Today, when applications consider moving to the cloud, they must also fully trust cloud providers with their sensitive and important data. Yet the history of such services is one rife with unplanned data disclosures, malicious break-ins, and sometimes insider attacks. And indeed, the very centralization of information makes cloud providers high value targets for attack. This research project challenges the assumption that applications must sacrifice security (integrity) and privacy (confidentiality) in order to enjoy the benefits of cloud deployment, through a series of systems that demonstrate the potential use of untrusted cloud services.

 

SPORC: Group Collaboration using Untrusted Cloud Resources

Cloud-based services are an attractive deployment model for user-facing applications like word processing and calendaring.  Unlike desktop applications, cloud services allow multiple users to edit shared state concurrently and in real-time, while being scalable, highly available, and globally accessible.  Unfortunately, these benefits come at the cost of fully trusting cloud providers with potentially sensitive and important data.

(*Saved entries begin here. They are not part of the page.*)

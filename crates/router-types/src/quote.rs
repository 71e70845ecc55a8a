//! Quote results: per-source allocations and the returns they yield.

use alloy_primitives::U256;
use serde::{Deserialize, Serialize};

use crate::SourceId;

/// Per-source allocation in parts, indexed by [`SourceId`]. Sources that are
/// disabled or unused read zero.
#[derive(Debug, Clone, Default, PartialEq, Eq, Serialize, Deserialize)]
#[serde(transparent)]
pub struct Distribution(pub Vec<u64>);

impl Distribution {
	/// All-zero distribution over `len` sources.
	pub fn zeros(len: usize) -> Self {
		Self(vec![0; len])
	}

	pub fn from_weights(weights: Vec<u64>) -> Self {
		Self(weights)
	}

	pub fn weights(&self) -> &[u64] {
		&self.0
	}

	pub fn len(&self) -> usize {
		self.0.len()
	}

	pub fn is_empty(&self) -> bool {
		self.0.is_empty()
	}

	/// Parts allocated to `id`; zero past the end.
	pub fn weight(&self, id: SourceId) -> u64 {
		self.0.get(id.index()).copied().unwrap_or(0)
	}

	/// Total number of parts allocated, saturating at `u64::MAX`.
	pub fn parts(&self) -> u64 {
		self.0.iter().fold(0u64, |acc, w| acc.saturating_add(*w))
	}

	/// Total number of parts, or `None` when the weights overflow `u64`.
	pub fn checked_parts(&self) -> Option<u64> {
		self.0.iter().try_fold(0u64, |acc, w| acc.checked_add(*w))
	}

	pub fn is_zero(&self) -> bool {
		self.0.iter().all(|w| *w == 0)
	}

	/// Sources with a non-zero weight, in id order.
	pub fn selected(&self) -> impl Iterator<Item = (SourceId, u64)> + '_ {
		self.0
			.iter()
			.enumerate()
			.filter(|(_, w)| **w > 0)
			.map(|(i, w)| (SourceId(i as u32), *w))
	}
}

/// Outcome of optimizing one amount over one hop.
#[derive(Debug, Clone, Default, PartialEq, Eq, Serialize, Deserialize)]
pub struct QuoteResult {
	/// Gross output of the chosen allocation, before any gas penalty.
	pub return_amount: U256,
	pub distribution: Distribution,
	/// Gas estimate of each source at its chosen share; zero when unused.
	pub gas_estimates: Vec<U256>,
}

impl QuoteResult {
	/// Zero return over an all-zero distribution of `len` sources.
	pub fn empty(len: usize) -> Self {
		Self {
			return_amount: U256::ZERO,
			distribution: Distribution::zeros(len),
			gas_estimates: vec![U256::ZERO; len],
		}
	}

	/// Total gas across the selected sources.
	pub fn estimate_gas(&self) -> U256 {
		self.gas_estimates
			.iter()
			.fold(U256::ZERO, |acc, gas| acc.saturating_add(*gas))
	}
}

/// Batched single-hop result, one entry per input amount.
#[derive(Debug, Clone, Default, PartialEq, Eq, Serialize, Deserialize)]
pub struct SwapReturn {
	pub return_amounts: Vec<U256>,
	pub distributions: Vec<Distribution>,
	pub estimate_gas_amounts: Vec<U256>,
}

impl SwapReturn {
	pub fn from_results(results: Vec<QuoteResult>) -> Self {
		let mut out = Self::default();
		for result in results {
			out.estimate_gas_amounts.push(result.estimate_gas());
			out.return_amounts.push(result.return_amount);
			out.distributions.push(result.distribution);
		}
		out
	}
}

/// Batched multi-hop result. The three flat vectors describe the end-to-end
/// return with the final hop's distribution; `hops` keeps every hop's
/// result per amount.
#[derive(Debug, Clone, Default, PartialEq, Eq, Serialize, Deserialize)]
pub struct PathReturn {
	pub return_amounts: Vec<U256>,
	pub distributions: Vec<Distribution>,
	pub estimate_gas_amounts: Vec<U256>,
	pub hops: Vec<Vec<QuoteResult>>,
}

impl PathReturn {
	/// Builds the result from each amount's per-hop chain.
	pub fn from_hop_chains(chains: Vec<Vec<QuoteResult>>, registry_len: usize) -> Self {
		let mut out = Self::default();
		for chain in chains {
			let gas = chain
				.iter()
				.fold(U256::ZERO, |acc, hop| acc.saturating_add(hop.estimate_gas()));
			let last = chain
				.last()
				.cloned()
				.unwrap_or_else(|| QuoteResult::empty(registry_len));
			out.return_amounts.push(last.return_amount);
			out.distributions.push(last.distribution);
			out.estimate_gas_amounts.push(gas);
			out.hops.push(chain);
		}
		out
	}
}

#[cfg(test)]
mod tests {
	use super::*;

	fn result(ret: u64, weights: Vec<u64>, gas: Vec<u64>) -> QuoteResult {
		QuoteResult {
			return_amount: U256::from(ret),
			distribution: Distribution(weights),
			gas_estimates: gas.into_iter().map(U256::from).collect(),
		}
	}

	#[test]
	fn test_distribution_helpers() {
		let dist = Distribution(vec![0, 7, 0, 3]);
		assert_eq!(dist.parts(), 10);
		assert_eq!(dist.weight(SourceId(1)), 7);
		assert_eq!(dist.weight(SourceId(9)), 0);
		assert_eq!(
			dist.selected().collect::<Vec<_>>(),
			vec![(SourceId(1), 7), (SourceId(3), 3)]
		);
		assert!(Distribution::zeros(4).is_zero());

		let huge = Distribution(vec![u64::MAX, 1]);
		assert_eq!(huge.checked_parts(), None);
		assert_eq!(huge.parts(), u64::MAX);
		assert_eq!(dist.checked_parts(), Some(10));
	}

	#[test]
	fn test_swap_return_flattens_results() {
		let out = SwapReturn::from_results(vec![
			result(100, vec![1, 0], vec![60_000, 0]),
			result(250, vec![1, 1], vec![60_000, 50_000]),
		]);
		assert_eq!(out.return_amounts, vec![U256::from(100), U256::from(250)]);
		assert_eq!(
			out.estimate_gas_amounts,
			vec![U256::from(60_000), U256::from(110_000)]
		);
		assert_eq!(out.distributions[1], Distribution(vec![1, 1]));
	}

	#[test]
	fn test_path_return_uses_last_hop() {
		let chain = vec![
			result(500, vec![2, 0], vec![100_000, 0]),
			result(42, vec![0, 2], vec![0, 720_000]),
		];
		let out = PathReturn::from_hop_chains(vec![chain, vec![]], 2);
		assert_eq!(out.return_amounts, vec![U256::from(42), U256::ZERO]);
		assert_eq!(out.distributions[0], Distribution(vec![0, 2]));
		assert_eq!(out.estimate_gas_amounts[0], U256::from(820_000));
		assert_eq!(out.distributions[1], Distribution::zeros(2));
		assert_eq!(out.hops[0].len(), 2);
	}
}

To overcome this strict tradeoff, we have designed and prototyped the SPORC system, a generic framework for building a wide variety of collaborative applications with untrusted servers. In SPORC, a server observes only encrypted data and cannot deviate from correct execution without being detected. SPORC allows concurrent, low-latency editing of shared state, permits disconnected operation, and supports dynamic access control even in the presence of concurrency. We have demonstrated SPORC’s flexibility through two prototype applications: a causally-consistent key-value store and a browser-based collaborative text editor.

Conceptually, SPORC illustrates the complementary benefits of operational transformation (OT) and fork* consistency.  The former allows SPORC clients to execute concurrent operations without locking and to resolve any resulting conflicts automatically.  The latter prevents a misbehaving server from equivocating about the order of operations unless it is willing to fork clients into disjoint sets.  Notably, unlike previous systems, SPORC can automatically recover from such malicious forks by leveraging OT’s conflict resolution mechanism.

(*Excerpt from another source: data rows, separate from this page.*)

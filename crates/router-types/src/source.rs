//! Source identifiers and enablement masks.

use alloy_primitives::U256;
use serde::{Deserialize, Deserializer, Serialize, Serializer};
use std::fmt;
use std::str::FromStr;
use thiserror::Error;

/// Highest bit position a source may occupy.
pub const MAX_SOURCE_ID: u32 = 1023;

/// Stable bit position of one liquidity source in the registry.
#[derive(Debug, Clone, Copy, PartialEq, Eq, Hash, PartialOrd, Ord, Serialize, Deserialize)]
#[serde(transparent)]
pub struct SourceId(pub u32);

impl SourceId {
	pub fn index(&self) -> usize {
		self.0 as usize
	}

	/// Whether the id fits below [`MAX_SOURCE_ID`].
	pub fn is_valid(&self) -> bool {
		self.0 <= MAX_SOURCE_ID
	}
}

impl fmt::Display for SourceId {
	fn fmt(&self, f: &mut fmt::Formatter<'_>) -> fmt::Result {
		write!(f, "#{}", self.0)
	}
}

impl From<u32> for SourceId {
	fn from(id: u32) -> Self {
		SourceId(id)
	}
}

/// Protocol family of a source. Informational only; the router never
/// dispatches on it.
#[derive(Debug, Clone, Copy, PartialEq, Eq, Hash, Serialize, Deserialize)]
#[serde(rename_all = "kebab-case")]
pub enum SourceKind {
	ConstantProduct,
	StableSwap,
	OrderBook,
	Aggregator,
	Tabulated,
}

/// Renders the same kebab-case name serde uses.
impl fmt::Display for SourceKind {
	fn fmt(&self, f: &mut fmt::Formatter<'_>) -> fmt::Result {
		match serde_json::to_value(self) {
			Ok(serde_json::Value::String(name)) => f.write_str(&name),
			_ => Err(fmt::Error),
		}
	}
}

#[derive(Debug, Error, PartialEq, Eq)]
pub enum MaskParseError {
	/// A character outside `0-9a-fA-F_` in a `0x` mask.
	#[error("Invalid hex digit '{0}' in source mask")]
	InvalidHexDigit(char),
	/// Decimal text that is not a number below 2^256.
	#[error("Invalid decimal source mask: {0}")]
	InvalidDecimal(String),
}

const WORD_BITS: usize = 64;

/// Set of disabled sources, as an arbitrary-width bitmask.
///
/// With `inverted` unset a set bit disables its source. An inverted mask
/// flips that: only the sources whose bits are set stay enabled.
#[derive(Debug, Clone, Default, PartialEq, Eq)]
pub struct SourceMask {
	words: Vec<u64>,
	inverted: bool,
}

impl SourceMask {
	/// Mask that disables nothing.
	pub fn none() -> Self {
		Self::default()
	}

	/// Mask that disables every source.
	pub fn all() -> Self {
		Self {
			words: Vec::new(),
			inverted: true,
		}
	}

	/// Mask disabling exactly the given sources.
	pub fn disabling<I: IntoIterator<Item = SourceId>>(ids: I) -> Self {
		ids.into_iter().fold(Self::none(), |mask, id| mask.with_bit(id))
	}

	/// Mask enabling exactly the given sources.
	pub fn only<I: IntoIterator<Item = SourceId>>(ids: I) -> Self {
		ids.into_iter().fold(Self::all(), |mask, id| mask.with_bit(id))
	}

	/// Builds a plain (non-inverted) mask from a 256-bit flags word.
	pub fn from_bits(bits: U256) -> Self {
		let words = bits.as_limbs().to_vec();
		let mut mask = Self {
			words,
			inverted: false,
		};
		mask.trim();
		mask
	}

	/// Returns a copy with the bit for `id` set. Ids past
	/// [`MAX_SOURCE_ID`] can never be registered and are ignored.
	pub fn with_bit(mut self, id: SourceId) -> Self {
		if !id.is_valid() {
			return self;
		}
		let (word, bit) = (id.index() / WORD_BITS, id.index() % WORD_BITS);
		if self.words.len() <= word {
			self.words.resize(word + 1, 0);
		}
		self.words[word] |= 1u64 << bit;
		self
	}

	/// Raw bit for `id`, ignoring the inversion flag.
	pub fn bit(&self, id: SourceId) -> bool {
		let (word, bit) = (id.index() / WORD_BITS, id.index() % WORD_BITS);
		self.words
			.get(word)
			.map(|w| w & (1u64 << bit) != 0)
			.unwrap_or(false)
	}

	/// Whether the mask keeps `id` out of the active set.
	pub fn is_disabled(&self, id: SourceId) -> bool {
		self.bit(id) != self.inverted
	}

	pub fn is_inverted(&self) -> bool {
		self.inverted
	}

	/// Same bits with the opposite meaning.
	pub fn inverted(mut self) -> Self {
		self.inverted = !self.inverted;
		self
	}

	/// Hex rendering of the raw bits, without the inversion flag.
	pub fn to_hex(&self) -> String {
		let mut out = String::from("0x");
		let mut started = false;
		for word in self.words.iter().rev() {
			if started {
				out.push_str(&format!("{:016x}", word));
			} else if *word != 0 {
				out.push_str(&format!("{:x}", word));
				started = true;
			}
		}
		if !started {
			out.push('0');
		}
		out
	}

	fn trim(&mut self) {
		while self.words.last() == Some(&0) {
			self.words.pop();
		}
	}

	fn parse_hex(digits: &str) -> Result<Vec<u64>, MaskParseError> {
		let mut words = Vec::with_capacity(digits.len() / 16 + 1);
		let chars: Vec<char> = digits.chars().filter(|c| *c != '_').collect();
		for chunk in chars.rchunks(16) {
			let mut word = 0u64;
			for c in chunk {
				let digit = c.to_digit(16).ok_or(MaskParseError::InvalidHexDigit(*c))?;
				word = (word << 4) | digit as u64;
			}
			words.push(word);
		}
		Ok(words)
	}
}

impl FromStr for SourceMask {
	type Err = MaskParseError;

	/// Parses `0x`-prefixed hex of any width, or a decimal number up to
	/// 256 bits.
	fn from_str(s: &str) -> Result<Self, Self::Err> {
		let s = s.trim();
		if let Some(hex) = s.strip_prefix("0x").or_else(|| s.strip_prefix("0X")) {
			let mut mask = Self {
				words: Self::parse_hex(hex)?,
				inverted: false,
			};
			mask.trim();
			return Ok(mask);
		}

		let bits = U256::from_str_radix(s, 10)
			.map_err(|e| MaskParseError::InvalidDecimal(e.to_string()))?;
		Ok(Self::from_bits(bits))
	}
}

impl fmt::Display for SourceMask {
	fn fmt(&self, f: &mut fmt::Formatter<'_>) -> fmt::Result {
		if self.inverted {
			write!(f, "only({})", self.to_hex())
		} else {
			write!(f, "disable({})", self.to_hex())
		}
	}
}

#[derive(Serialize, Deserialize)]
struct MaskTable {
	bits: String,
	#[serde(default)]
	invert: bool,
}

#[derive(Deserialize)]
#[serde(untagged)]
enum MaskRepr {
	Text(String),
	Number(u64),
	Table(MaskTable),
}

impl Serialize for SourceMask {
	fn serialize<S: Serializer>(&self, serializer: S) -> Result<S::Ok, S::Error> {
		MaskTable {
			bits: self.to_hex(),
			invert: self.inverted,
		}
		.serialize(serializer)
	}
}

impl<'de> Deserialize<'de> for SourceMask {
	fn deserialize<D: Deserializer<'de>>(deserializer: D) -> Result<Self, D::Error> {
		match MaskRepr::deserialize(deserializer)? {
			MaskRepr::Text(text) => text.parse().map_err(serde::de::Error::custom),
			MaskRepr::Number(n) => Ok(Self::from_bits(U256::from(n))),
			MaskRepr::Table(table) => {
				let mut mask: SourceMask = table.bits.parse().map_err(serde::de::Error::custom)?;
				mask.inverted = table.invert;
				Ok(mask)
			}
		}
	}
}

#[cfg(test)]
mod tests {
	use super::*;

	#[test]
	fn test_disabling_and_only() {
		let mask = SourceMask::disabling([SourceId(1), SourceId(70)]);
		assert!(!mask.is_disabled(SourceId(0)));
		assert!(mask.is_disabled(SourceId(1)));
		assert!(mask.is_disabled(SourceId(70)));
		assert!(!mask.is_disabled(SourceId(500)));

		let only = SourceMask::only([SourceId(0)]);
		assert!(!only.is_disabled(SourceId(0)));
		assert!(only.is_disabled(SourceId(1)));
		assert!(only.is_disabled(SourceId(500)));

		assert!(SourceMask::all().is_disabled(SourceId(3)));
		assert!(!SourceMask::none().is_disabled(SourceId(3)));
	}

	#[test]
	fn test_kind_names_match_serde() {
		assert_eq!(SourceKind::OrderBook.to_string(), "order-book");
		let kind: SourceKind = serde_json::from_str("\"stable-swap\"").unwrap();
		assert_eq!(kind, SourceKind::StableSwap);
	}

	#[test]
	fn test_out_of_range_ids_are_ignored() {
		let mask = SourceMask::disabling([SourceId(4_000_000_000)]);
		assert_eq!(mask, SourceMask::none());
		assert!(!mask.is_disabled(SourceId(4_000_000_000)));

		let only = SourceMask::only([SourceId(u32::MAX)]);
		assert!(only.is_disabled(SourceId(0)));
		assert!(SourceId(MAX_SOURCE_ID).is_valid());
		assert!(!SourceId(MAX_SOURCE_ID + 1).is_valid());
	}

	#[test]
	fn test_parse_wide_hex() {
		// Curve-style range 0xFF80 plus a bit far above 256.
		let wide = concat!(
			"0x1_0000000000000000_0000000000000000",
			"_0000000000000000_0000000000000000_000000000000ff80"
		);
		let mask: SourceMask = wide.parse().unwrap();
		assert!(!mask.is_disabled(SourceId(6)));
		for id in 7..16 {
			assert!(mask.is_disabled(SourceId(id)));
		}
		assert!(mask.is_disabled(SourceId(320)));
		assert_eq!(
			mask.to_hex(),
			"0x10000000000000000000000000000000000000000000000000000000000000000000000000000ff80"
		);
	}

	#[test]
	fn test_parse_decimal_and_errors() {
		let mask: SourceMask = "3".parse().unwrap();
		assert!(mask.is_disabled(SourceId(0)));
		assert!(mask.is_disabled(SourceId(1)));
		assert!(!mask.is_disabled(SourceId(2)));

		assert_eq!(
			"0x12g".parse::<SourceMask>(),
			Err(MaskParseError::InvalidHexDigit('g'))
		);
		assert!("twelve".parse::<SourceMask>().is_err());
	}

	#[test]
	fn test_serde_forms() {
		let from_text: SourceMask = serde_json::from_str("\"0x78\"").unwrap();
		assert_eq!(from_text, SourceMask::disabling((3..7).map(SourceId)));

		let from_number: SourceMask = serde_json::from_str("2").unwrap();
		assert_eq!(from_number, SourceMask::disabling([SourceId(1)]));

		let from_table: SourceMask =
			serde_json::from_str(r#"{"bits":"0x1","invert":true}"#).unwrap();
		assert_eq!(from_table, SourceMask::only([SourceId(0)]));

		let json = serde_json::to_string(&from_table).unwrap();
		let back: SourceMask = serde_json::from_str(&json).unwrap();
		assert_eq!(back, from_table);
	}
}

Untrusted Online Social Networking

Current social networking applications require users to trust service providers with the contents of their social interactions. In response, numerous works have proposed distributing users’ data across multiple servers controlled by different parties. But unless users bear the burden of running their own servers, they are still forced to trust third parties. Instead, we are developing a social networking system that allows users’ data to be hosted entirely on untrusted servers while still protecting the data’s confidentiality and integrity. Our design includes novel data structures that support efficient membership operations even for large groups and provide strong protection against server equivocation for the append-only logs that social networking applications use extensively.